Task prompt. Among the records below, find the lines that contain "usize" and copy each of them.

(Saved data entries)
════════════════════
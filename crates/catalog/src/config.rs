//! Catalog configuration loaded from environment variables.
//!
//! # Environment Variables
//!
//! All optional:
//! - `PARTSHUB_API_URL` - Base URL of the parts API (default: `http://localhost:3000/api`)
//! - `PARTSHUB_PAGE_SIZE` - Page size for the internal bulk fetch, 1-100 (default: 100)
//! - `PARTSHUB_ITEMS_PER_PAGE` - Catalog view page size (default: 9)

use thiserror::Error;
use url::Url;

use crate::state::DEFAULT_ITEMS_PER_PAGE;

const DEFAULT_API_URL: &str = "http://localhost:3000/api";

/// Maximum `limit` the listing endpoint accepts per request.
pub const MAX_FETCH_PAGE_SIZE: u32 = 100;

/// Configuration errors that can occur during loading.
#[derive(Debug, Error)]
pub enum ConfigError {
    #[error("Invalid environment variable {0}: {1}")]
    InvalidEnvVar(String, String),
}

/// Catalog client configuration.
#[derive(Debug, Clone)]
pub struct CatalogConfig {
    /// Base URL of the parts API (e.g., `http://localhost:3000/api`).
    pub api_base_url: Url,
    /// Page size used by the internal bulk fetch loop.
    pub fetch_page_size: u32,
    /// Page size of the catalog view, fixed per session.
    pub items_per_page: usize,
}

impl Default for CatalogConfig {
    // DEFAULT_API_URL is a valid URL; parsing cannot fail.
    #[allow(clippy::unwrap_used)]
    fn default() -> Self {
        Self {
            api_base_url: Url::parse(DEFAULT_API_URL).unwrap(),
            fetch_page_size: MAX_FETCH_PAGE_SIZE,
            items_per_page: DEFAULT_ITEMS_PER_PAGE,
        }
    }
}

impl CatalogConfig {
    /// Load configuration from environment variables.
    ///
    /// Calls `dotenvy::dotenv()` to load from `.env` file if present.
    ///
    /// # Errors
    ///
    /// Returns `ConfigError` if a variable is present but fails to parse
    /// or validate.
    pub fn from_env() -> Result<Self, ConfigError> {
        // Load .env file if present (ignore errors if not found)
        let _ = dotenvy::dotenv();

        Self::from_values(
            &get_env_or_default("PARTSHUB_API_URL", DEFAULT_API_URL),
            &get_env_or_default("PARTSHUB_PAGE_SIZE", "100"),
            &get_env_or_default("PARTSHUB_ITEMS_PER_PAGE", "9"),
        )
    }

    fn from_values(
        api_base_url: &str,
        fetch_page_size: &str,
        items_per_page: &str,
    ) -> Result<Self, ConfigError> {
        let api_base_url = Url::parse(api_base_url).map_err(|e| {
            ConfigError::InvalidEnvVar("PARTSHUB_API_URL".to_string(), e.to_string())
        })?;

        let fetch_page_size = fetch_page_size.parse::<u32>().map_err(|e| {
            ConfigError::InvalidEnvVar("PARTSHUB_PAGE_SIZE".to_string(), e.to_string())
        })?;
        if fetch_page_size == 0 || fetch_page_size > MAX_FETCH_PAGE_SIZE {
            return Err(ConfigError::InvalidEnvVar(
                "PARTSHUB_PAGE_SIZE".to_string(),
                format!("must be between 1 and {MAX_FETCH_PAGE_SIZE} (got {fetch_page_size})"),
            ));
        }

        let items_per_page = items_per_page.parse::<usize>().map_err(|e| {
            ConfigError::InvalidEnvVar("PARTSHUB_ITEMS_PER_PAGE".to_string(), e.to_string())
        })?;
        if items_per_page == 0 {
            return Err(ConfigError::InvalidEnvVar(
                "PARTSHUB_ITEMS_PER_PAGE".to_string(),
                "must be at least 1".to_string(),
            ));
        }

        Ok(Self {
            api_base_url,
            fetch_page_size,
            items_per_page,
        })
    }
}

/// Get an environment variable with a default value.
fn get_env_or_default(key: &str, default: &str) -> String {
    std::env::var(key).unwrap_or_else(|_| default.to_string())
}
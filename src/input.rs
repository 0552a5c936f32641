//! Request decoding.
//!
//! Turns a JSON request document into typed planning input. Records are
//! decoded one at a time so a failure names the list and index of the bad
//! record. A list that is absent from the document is treated as empty.
//!
//! The document and every record must be JSON objects. Positional (array)
//! forms are rejected, and records may not carry keys they do not define.
//!
//! # Document Shape
//!
//! ```text
//! {
//!   "requirements":      [{date, dagdeel, service_id, required_count, team?}],
//!   "employees":         [{employee_id, voornaam, achternaam, capable_services?, ...}],
//!   "fixed_assignments": [{employee_id, date, dagdeel, service_id, reason?}],
//!   "blocked_slots":     [{employee_id, date, dagdeel, reason?}]
//! }
//! ```

use serde::de::DeserializeOwned;
use serde::{Deserialize, Serialize};
use serde_json::{Map, Value};

use crate::error::InputError;
use crate::models::{BlockedSlot, EmployeeCapability, FixedAssignment, Requirement};

/// Complete input for one planning run.
#[derive(Debug, Clone, Default, PartialEq, Serialize)]
pub struct SolveRequest {
    pub requirements: Vec<Requirement>,
    pub employees: Vec<EmployeeCapability>,
    pub fixed_assignments: Vec<FixedAssignment>,
    pub blocked_slots: Vec<BlockedSlot>,
}

#[derive(Deserialize)]
struct RawSolveRequest {
    #[serde(default)]
    requirements: Vec<Value>,
    #[serde(default)]
    employees: Vec<Value>,
    #[serde(default)]
    fixed_assignments: Vec<Value>,
    #[serde(default)]
    blocked_slots: Vec<Value>,
}

impl SolveRequest {
    /// Creates a request without commitments.
    pub fn new(requirements: Vec<Requirement>, employees: Vec<EmployeeCapability>) -> Self {
        Self {
            requirements,
            employees,
            fixed_assignments: Vec::new(),
            blocked_slots: Vec::new(),
        }
    }

    /// Sets the pre-planned assignments.
    pub fn with_fixed_assignments(mut self, fixed: Vec<FixedAssignment>) -> Self {
        self.fixed_assignments = fixed;
        self
    }

    /// Sets the unavailability records.
    pub fn with_blocked_slots(mut self, blocked: Vec<BlockedSlot>) -> Self {
        self.blocked_slots = blocked;
        self
    }

    /// Decodes a request from JSON text.
    pub fn from_json(body: &str) -> Result<Self, InputError> {
        let value: Value = serde_json::from_str(body).map_err(InputError::InvalidJson)?;
        Self::from_value(value)
    }

    /// Decodes a request from a parsed JSON value.
    pub fn from_value(value: Value) -> Result<Self, InputError> {
        let raw: RawSolveRequest = from_object(value).map_err(InputError::InvalidJson)?;
        Ok(Self {
            requirements: decode_list("requirements", "requirement", raw.requirements)?,
            employees: decode_list("employees", "employee", raw.employees)?,
            fixed_assignments: decode_list(
                "fixed_assignments",
                "fixed assignment",
                raw.fixed_assignments,
            )?,
            blocked_slots: decode_list("blocked_slots", "blocked slot", raw.blocked_slots)?,
        })
    }
}

/// Decodes `T` from a JSON object only.
///
/// Derived struct impls also accept a sequence of fields in declaration
/// order, so the object shape is enforced before decoding.
fn from_object<T: DeserializeOwned>(value: Value) -> Result<T, serde_json::Error> {
    let map: Map<String, Value> = serde_json::from_value(value)?;
    serde_json::from_value(Value::Object(map))
}

fn decode_list<T: DeserializeOwned>(
    list: &'static str,
    record: &'static str,
    values: Vec<Value>,
) -> Result<Vec<T>, InputError> {
    values
        .into_iter()
        .enumerate()
        .map(|(index, value)| {
            from_object(value).map_err(|source| InputError::MalformedRecord {
                list,
                record,
                index,
                source,
            })
        })
        .collect()
}
//! Pre-existing commitments: locked assignments and unavailability.

use serde::{Deserialize, Serialize};

fn default_fixed_reason() -> String {
    "pre-planned".to_string()
}

fn default_blocked_reason() -> String {
    "sick".to_string()
}

/// A pre-planned assignment that must survive planning untouched.
#[derive(Debug, Clone, PartialEq, Eq, Serialize, Deserialize)]
#[serde(deny_unknown_fields)]
pub struct FixedAssignment {
    /// Assigned employee.
    pub employee_id: String,
    /// Calendar date (`YYYY-MM-DD`).
    pub date: String,
    /// Day-part name.
    #[serde(rename = "dagdeel")]
    pub day_part: String,
    /// Service performed.
    pub service_id: String,
    /// Why the assignment is locked.
    #[serde(default = "default_fixed_reason")]
    pub reason: String,
}

/// An employee's unavailability for one (date, day-part).
#[derive(Debug, Clone, PartialEq, Eq, Serialize, Deserialize)]
#[serde(deny_unknown_fields)]
pub struct BlockedSlot {
    /// Unavailable employee.
    pub employee_id: String,
    /// Calendar date (`YYYY-MM-DD`).
    pub date: String,
    /// Day-part name.
    #[serde(rename = "dagdeel")]
    pub day_part: String,
    /// Cause (sickness, leave, training, ...).
    #[serde(default = "default_blocked_reason")]
    pub reason: String,
}

impl FixedAssignment {
    /// Creates a fixed assignment with the default reason.
    pub fn new(
        employee_id: impl Into<String>,
        date: impl Into<String>,
        day_part: impl Into<String>,
        service_id: impl Into<String>,
    ) -> Self {
        Self {
            employee_id: employee_id.into(),
            date: date.into(),
            day_part: day_part.into(),
            service_id: service_id.into(),
            reason: default_fixed_reason(),
        }
    }

    /// Sets the lock reason.
    pub fn with_reason(mut self, reason: impl Into<String>) -> Self {
        self.reason = reason.into();
        self
    }
}

impl BlockedSlot {
    /// Creates a blocked slot with the default reason.
    pub fn new(
        employee_id: impl Into<String>,
        date: impl Into<String>,
        day_part: impl Into<String>,
    ) -> Self {
        Self {
            employee_id: employee_id.into(),
            date: date.into(),
            day_part: day_part.into(),
            reason: default_blocked_reason(),
        }
    }

    /// Sets the cause.
    pub fn with_reason(mut self, reason: impl Into<String>) -> Self {
        self.reason = reason.into();
        self
    }
}
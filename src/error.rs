//! Error types.
//!
//! Planning itself cannot fail; errors only arise while turning a request
//! document into typed input records.

use thiserror::Error;

/// A request document that could not be turned into planning input.
///
/// Any such error aborts the whole request: no partial result is produced.
#[derive(Debug, Error)]
pub enum InputError {
    /// The body is not a JSON object of the expected shape.
    #[error("invalid request body: {0}")]
    InvalidJson(#[source] serde_json::Error),

    /// One record inside a list is missing a field or has a wrong type.
    #[error("malformed {record} at {list}[{index}]: {source}")]
    MalformedRecord {
        list: &'static str,
        record: &'static str,
        index: usize,
        #[source]
        source: serde_json::Error,
    },
}

impl InputError {
    /// Name of the offending list, if the error is record-level.
    pub fn list(&self) -> Option<&'static str> {
        match self {
            InputError::InvalidJson(_) => None,
            InputError::MalformedRecord { list, .. } => Some(list),
        }
    }
}

/// A strategy name that matches no known solver.
///
/// Callers that want the documented fallback should use
/// [`SolverStrategy::resolve`](crate::solver::SolverStrategy::resolve)
/// instead of handling this error.
#[derive(Debug, Clone, PartialEq, Eq, Error)]
#[error("unknown solver strategy: {0}")]
pub struct UnknownStrategy(pub String);
//! Employee (worker) model.
//!
//! Employees are the resources a roster is built from. Each carries a
//! service capability map, an optional team, and contract metadata.
//!
//! Capability is explicit: a service missing from `capable_services`
//! counts as "not capable", the same as an explicit `false`.

use serde::{Deserialize, Serialize};
use std::collections::{BTreeSet, HashMap};

/// Default weekly shift cap.
pub const DEFAULT_MAX_SHIFTS_PER_WEEK: u32 = 40;

fn default_max_shifts_per_week() -> u32 {
    DEFAULT_MAX_SHIFTS_PER_WEEK
}

/// A worker and what they can do.
#[derive(Debug, Clone, PartialEq, Serialize, Deserialize)]
#[serde(deny_unknown_fields)]
pub struct EmployeeCapability {
    /// Unique employee identifier.
    pub employee_id: String,
    /// Given name.
    #[serde(rename = "voornaam")]
    pub first_name: String,
    /// Family name.
    #[serde(rename = "achternaam")]
    pub last_name: String,
    /// Service ID → capable flag.
    #[serde(default)]
    pub capable_services: HashMap<String, bool>,
    /// Dates (`YYYY-MM-DD`) the employee declared available.
    #[serde(default)]
    pub available_dates: BTreeSet<String>,
    /// Team name. Empty = no team.
    #[serde(default)]
    pub team: String,
    /// Weekly shift cap from the contract.
    #[serde(default = "default_max_shifts_per_week")]
    pub max_shifts_per_week: u32,
    /// Shifts already held before this planning run.
    #[serde(default)]
    pub current_shifts: u32,
}

impl EmployeeCapability {
    /// Creates an employee with no capabilities.
    pub fn new(employee_id: impl Into<String>) -> Self {
        Self {
            employee_id: employee_id.into(),
            first_name: String::new(),
            last_name: String::new(),
            capable_services: HashMap::new(),
            available_dates: BTreeSet::new(),
            team: String::new(),
            max_shifts_per_week: DEFAULT_MAX_SHIFTS_PER_WEEK,
            current_shifts: 0,
        }
    }

    /// Sets the display name.
    pub fn with_name(mut self, first: impl Into<String>, last: impl Into<String>) -> Self {
        self.first_name = first.into();
        self.last_name = last.into();
        self
    }

    /// Marks the employee capable of a service.
    pub fn with_service(self, service_id: impl Into<String>) -> Self {
        self.with_capability(service_id, true)
    }

    /// Sets the capability flag for a service.
    pub fn with_capability(mut self, service_id: impl Into<String>, capable: bool) -> Self {
        self.capable_services.insert(service_id.into(), capable);
        self
    }

    /// Sets the team.
    pub fn with_team(mut self, team: impl Into<String>) -> Self {
        self.team = team.into();
        self
    }

    /// Sets the weekly shift cap.
    pub fn with_max_shifts_per_week(mut self, max: u32) -> Self {
        self.max_shifts_per_week = max;
        self
    }

    /// Whether the employee can perform a service.
    pub fn is_capable_of(&self, service_id: &str) -> bool {
        self.capable_services
            .get(service_id)
            .copied()
            .unwrap_or(false)
    }
}

#[cfg(test)]
mod tests {
    use super::*;

    #[test]
    fn test_employee_builder() {
        let e = EmployeeCapability::new("E1")
            .with_name("Anna", "de Vries")
            .with_service("S1")
            .with_capability("S2", false)
            .with_team("blue")
            .with_max_shifts_per_week(20);

        assert_eq!(e.employee_id, "E1");
        assert_eq!(e.first_name, "Anna");
        assert_eq!(e.last_name, "de Vries");
        assert!(e.is_capable_of("S1"));
        assert!(!e.is_capable_of("S2"));
        assert!(!e.is_capable_of("S3"));
        assert_eq!(e.team, "blue");
        assert_eq!(e.max_shifts_per_week, 20);
    }

    #[test]
    fn test_containers_are_per_instance() {
        let a = EmployeeCapability::new("A").with_service("S1");
        let b = EmployeeCapability::new("B");
        assert!(a.is_capable_of("S1"));
        assert!(b.capable_services.is_empty());
        assert!(b.available_dates.is_empty());
    }

    #[test]
    fn test_json_defaults() {
        let e: EmployeeCapability = serde_json::from_value(serde_json::json!({
            "employee_id": "E1",
            "voornaam": "Jan",
            "achternaam": "Jansen"
        }))
        .unwrap();
        assert!(e.capable_services.is_empty());
        assert!(e.team.is_empty());
        assert_eq!(e.max_shifts_per_week, DEFAULT_MAX_SHIFTS_PER_WEEK);
        assert_eq!(e.current_shifts, 0);
    }

    #[test]
    fn test_missing_name_is_rejected() {
        let res: Result<EmployeeCapability, _> =
            serde_json::from_value(serde_json::json!({ "employee_id": "E1" }));
        assert!(res.is_err());
    }
}
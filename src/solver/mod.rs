//! Solver strategies.
//!
//! `SolverStrategy` is a closed set. Names are resolved with one explicit
//! rule: anything unrecognised selects `Greedy`. `SolverSelector` runs the
//! chosen strategy and wraps the outcome in a `SolverResponse`, the same
//! envelope for solved and not-implemented outcomes.

mod selector;
mod strategy;

pub use selector::{SolveSummary, SolverResponse, SolverSelector};
pub use strategy::SolverStrategy;
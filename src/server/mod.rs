//! HTTP service.
//!
//! | Route | Behaviour |
//! |-------|-----------|
//! | `GET /` | health and solver configuration |
//! | `POST /solve` | configured strategy |
//! | `POST /solve-greedy` | greedy strategy |
//! | `POST /solve-sequential` | 501, not implemented |
//! | `POST /solve-cpsat` | 501, not implemented |
//!
//! Malformed request bodies answer 400 with the failure envelope.

mod config;
mod response;

pub use config::ServerConfig;
pub use response::{ApiEnvelope, ApiReply};

use axum::{
    extract::State,
    http::{StatusCode, Uri},
    response::IntoResponse,
    routing::{get, post},
    Json, Router,
};
use serde::Serialize;
use tower_http::trace::TraceLayer;
use tracing::{info, warn};

use crate::models::{local_timestamp, ENGINE_VERSION};
use crate::solver::{SolverSelector, SolverStrategy};

const ENDPOINTS: [&str; 5] = [
    "GET  /",
    "POST /solve",
    "POST /solve-greedy",
    "POST /solve-sequential",
    "POST /solve-cpsat",
];

/// Shared handler state.
#[derive(Debug, Clone, Copy)]
pub struct AppState {
    pub strategy: SolverStrategy,
}

impl AppState {
    pub fn new(strategy: SolverStrategy) -> Self {
        Self { strategy }
    }
}

#[derive(Debug, Serialize)]
#[cfg_attr(test, derive(serde::Deserialize))]
pub struct HealthResponse {
    pub status: String,
    pub version: String,
    pub timestamp: String,
    pub solver_configuration: SolverConfiguration,
}

#[derive(Debug, Serialize)]
#[cfg_attr(test, derive(serde::Deserialize))]
pub struct SolverConfiguration {
    pub strategy: String,
    pub primary: String,
    pub fallback: Option<String>,
}

/// Builds the router.
pub fn create_router(state: AppState) -> Router {
    Router::new()
        .route("/", get(health))
        .route("/solve", post(solve_configured))
        .route("/solve-greedy", post(solve_greedy))
        .route("/solve-sequential", post(solve_sequential))
        .route("/solve-cpsat", post(solve_cpsat))
        .fallback(not_found)
        .layer(TraceLayer::new_for_http())
        .with_state(state)
}

async fn health(State(state): State<AppState>) -> impl IntoResponse {
    info!("Health check");
    Json(HealthResponse {
        status: "healthy".to_string(),
        version: ENGINE_VERSION.to_string(),
        timestamp: local_timestamp(),
        solver_configuration: SolverConfiguration {
            strategy: state.strategy.key().to_string(),
            primary: state.strategy.label().to_string(),
            fallback: state.strategy.fallback().map(|s| s.display_name().to_string()),
        },
    })
}

async fn solve_configured(State(state): State<AppState>, body: String) -> ApiReply {
    run(state.strategy, &body)
}

async fn solve_greedy(body: String) -> ApiReply {
    run(SolverStrategy::Greedy, &body)
}

async fn solve_sequential(body: String) -> ApiReply {
    run(SolverStrategy::Sequential, &body)
}

async fn solve_cpsat(body: String) -> ApiReply {
    run(SolverStrategy::CpSat, &body)
}

fn run(strategy: SolverStrategy, body: &str) -> ApiReply {
    info!(solver = strategy.label(), "Solve request");
    match SolverSelector::new(strategy).solve_json(body) {
        Ok(response) if response.success => {
            if let Some(result) = response.result() {
                info!(
                    coverage_rate = result.coverage_rate,
                    fully_covered = result.is_fully_covered(),
                    locked = result.locked_count(),
                    solve_time_seconds = result.solve_time_seconds,
                    "Solve succeeded"
                );
            }
            ApiReply::ok(response)
        }
        Ok(response) => {
            let error = response
                .error
                .unwrap_or_else(|| format!("{} solver failed", strategy.display_name()));
            ApiReply::not_implemented(strategy, error)
        }
        Err(err) => {
            warn!(
                solver = strategy.label(),
                list = err.list(),
                error = %err,
                "Rejected malformed request"
            );
            ApiReply::bad_request(strategy, err.to_string())
        }
    }
}

async fn not_found(uri: Uri) -> impl IntoResponse {
    warn!(path = %uri.path(), "Endpoint not found");
    (
        StatusCode::NOT_FOUND,
        Json(serde_json::json!({
            "success": false,
            "error": format!("Endpoint not found: {}", uri.path()),
            "available_endpoints": ENDPOINTS,
        })),
    )
}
════════════════════
Answer box.
    pub items_per_page: usize,
        let items_per_page = items_per_page.parse::<usize>().map_err(|e| {
        index: usize,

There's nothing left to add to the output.